Oral direct-acting antiviral therapy for hepatitis C virus infection in X-linked agammaglobulinemia

Oral direct-acting antiviral therapy of hepatitis C virus infection was successful and safe in 3 unrelated adult patients with X-linked agammaglobulinemia. In X-linked agammaglobulinemia (XLA), a mutation in the gene coding for Bruton's tyrosine kinase (btk), which is involved in signaling through the B-cell antigen receptor, leads to absence of mature B cells and lack of antibodies of all immunoglobulin isotypes.1 Replacement therapy with human immunoglobulin derived from plasma donations has to be started as early as possible after diagnosis to prevent life-threatening infections and long-term disability.

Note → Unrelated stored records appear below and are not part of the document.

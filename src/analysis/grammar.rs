//! Dataset identifier grammars.
//!
//! A result file's stem encodes the qubit count and dataset type of the
//! benchmark it was measured on. Two naming conventions exist in the
//! historical data; the caller picks one explicitly.

use regex::Regex;
use serde::{Deserialize, Serialize};
use std::fmt;
use std::sync::OnceLock;

/// Dataset type implied by a legacy Voqc complete ECC set.
const LEGACY_DATASET_TYPE: &str = "eccs";

/// Naming convention used to decode dataset identifiers.
#[derive(
    Debug, Clone, Copy, PartialEq, Eq, Default, Serialize, Deserialize, clap::ValueEnum,
)]
#[serde(rename_all = "kebab-case")]
pub enum DatasetGrammar {
    /// `<qubits>_<gates>-<type>`, e.g. `12_345-random`
    #[default]
    QubitsGatesType,
    /// `Voqc_<n>_<qubits>_complete_ECC_set`
    LegacyVoqc,
}

impl fmt::Display for DatasetGrammar {
    fn fmt(&self, f: &mut fmt::Formatter<'_>) -> fmt::Result {
        match self {
            DatasetGrammar::QubitsGatesType => write!(f, "qubits-gates-type"),
            DatasetGrammar::LegacyVoqc => write!(f, "legacy-voqc"),
        }
    }
}

/// Identifier that did not match the active grammar.
#[derive(Debug, Clone, PartialEq, Eq)]
pub struct GrammarWarning {
    pub identifier: String,
    pub grammar: DatasetGrammar,
}

impl fmt::Display for GrammarWarning {
    fn fmt(&self, f: &mut fmt::Formatter<'_>) -> fmt::Result {
        write!(
            f,
            "could not extract number of qubits from dataset name '{}' ({} grammar)",
            self.identifier, self.grammar
        )
    }
}

/// Dimensions derived from one identifier.
#[derive(Debug, Clone, PartialEq, Eq)]
pub struct Extraction {
    pub n_qubits: String,
    pub dataset_type: String,
    /// Set when the identifier did not match; both values are then the raw identifier.
    pub warning: Option<GrammarWarning>,
}

impl Extraction {
    pub fn is_fallback(&self) -> bool {
        self.warning.is_some()
    }
}

fn qubits_gates_type_regex() -> &'static Regex {
    static RE: OnceLock<Regex> = OnceLock::new();
    RE.get_or_init(|| Regex::new(r"^([0-9]+)_([0-9]+)-(.+)$").expect("valid regex literal"))
}

fn legacy_voqc_regex() -> &'static Regex {
    static RE: OnceLock<Regex> = OnceLock::new();
    RE.get_or_init(|| {
        Regex::new(r"Voqc_([0-9]+)_([0-9]+)_complete_ECC_set").expect("valid regex literal")
    })
}

impl DatasetGrammar {
    /// Derive qubit count and dataset type from `identifier`.
    ///
    /// Never fails: an identifier outside the grammar comes back verbatim
    /// in both fields, with a warning attached.
    pub fn extract(&self, identifier: &str) -> Extraction {
        let parsed = match self {
            DatasetGrammar::QubitsGatesType => {
                qubits_gates_type_regex().captures(identifier).map(|caps| {
                    (caps[1].to_string(), caps[3].to_string())
                })
            }
            DatasetGrammar::LegacyVoqc => legacy_voqc_regex()
                .captures(identifier)
                .map(|caps| (caps[2].to_string(), LEGACY_DATASET_TYPE.to_string())),
        };

        match parsed {
            Some((n_qubits, dataset_type)) => Extraction {
                n_qubits,
                dataset_type,
                warning: None,
            },
            None => Extraction {
                n_qubits: identifier.to_string(),
                dataset_type: identifier.to_string(),
                warning: Some(GrammarWarning {
                    identifier: identifier.to_string(),
                    grammar: *self,
                }),
            },
        }
    }
}

#[cfg(test)]
mod tests {
    use super::*;
    use proptest::prelude::*;

    #[test]
    fn test_qubits_gates_type() {
        let e = DatasetGrammar::QubitsGatesType.extract("12_345-random");
        assert_eq!(e.n_qubits, "12");
        assert_eq!(e.dataset_type, "random");
        assert!(e.warning.is_none());
    }

    #[test]
    fn test_type_may_contain_separators() {
        let e = DatasetGrammar::QubitsGatesType.extract("3_6-eccs-v2_small");
        assert_eq!(e.n_qubits, "3");
        assert_eq!(e.dataset_type, "eccs-v2_small");
    }

    #[test]
    fn test_legacy_voqc() {
        let e = DatasetGrammar::LegacyVoqc.extract("Voqc_7_12_complete_ECC_set");
        assert_eq!(e.n_qubits, "12");
        assert_eq!(e.dataset_type, "eccs");
        assert!(!e.is_fallback());
    }

    #[test]
    fn test_grammars_do_not_cross_match() {
        assert!(DatasetGrammar::LegacyVoqc.extract("2_6-eccs").is_fallback());
        assert!(DatasetGrammar::QubitsGatesType
            .extract("Voqc_7_12_complete_ECC_set")
            .is_fallback());
    }

    #[test]
    fn test_fallback_returns_identifier() {
        for id in ["", "random", "12-random", "12_-x", "a_1-x", "12_345-"] {
            let e = DatasetGrammar::QubitsGatesType.extract(id);
            assert_eq!(e.n_qubits, id);
            assert_eq!(e.dataset_type, id);
            let warning = e.warning.expect("fallback carries a warning");
            assert_eq!(warning.identifier, id);
            assert!(warning.to_string().contains("qubits-gates-type"));
        }
    }

    proptest! {
        #[test]
        fn prop_identifier_round_trip(q in 0u32..10_000, g in 0u32..100_000, t in "[a-z][a-z0-9_-]{0,12}") {
            let id = format!("{}_{}-{}", q, g, t);
            let e = DatasetGrammar::QubitsGatesType.extract(&id);
            prop_assert_eq!(e.n_qubits, q.to_string());
            prop_assert_eq!(e.dataset_type, t);
            prop_assert!(e.warning.is_none());
        }

        #[test]
        fn prop_extraction_is_total(s in ".*") {
            for grammar in [DatasetGrammar::QubitsGatesType, DatasetGrammar::LegacyVoqc] {
                let e = grammar.extract(&s);
                if e.is_fallback() {
                    prop_assert_eq!(&e.n_qubits, &s);
                    prop_assert_eq!(&e.dataset_type, &s);
                }
            }
        }
    }
}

Infection with the hepatitis C virus (HCV) through contaminated immunoglobulin products has been described in the 1980s in patients with primary antibody deficiency, before blood and plasma donor screening became possible through the discovery of the HCV in 1989.2 Permanent cure of chronic HCV infection in 95% or more of treated patients has become possible through the introduction of direct-acting orally available antiviral (DAA) drugs.3 However, experience about this therapy in the different immunocompromised, difficult-to-treat patient populations is limited to hemodialysis and HIV-infected patients, as well as liver transplant recipients.4 The present study is, to our knowledge, the first to describe DAA HCV therapy in patients with primary antibody deficiency.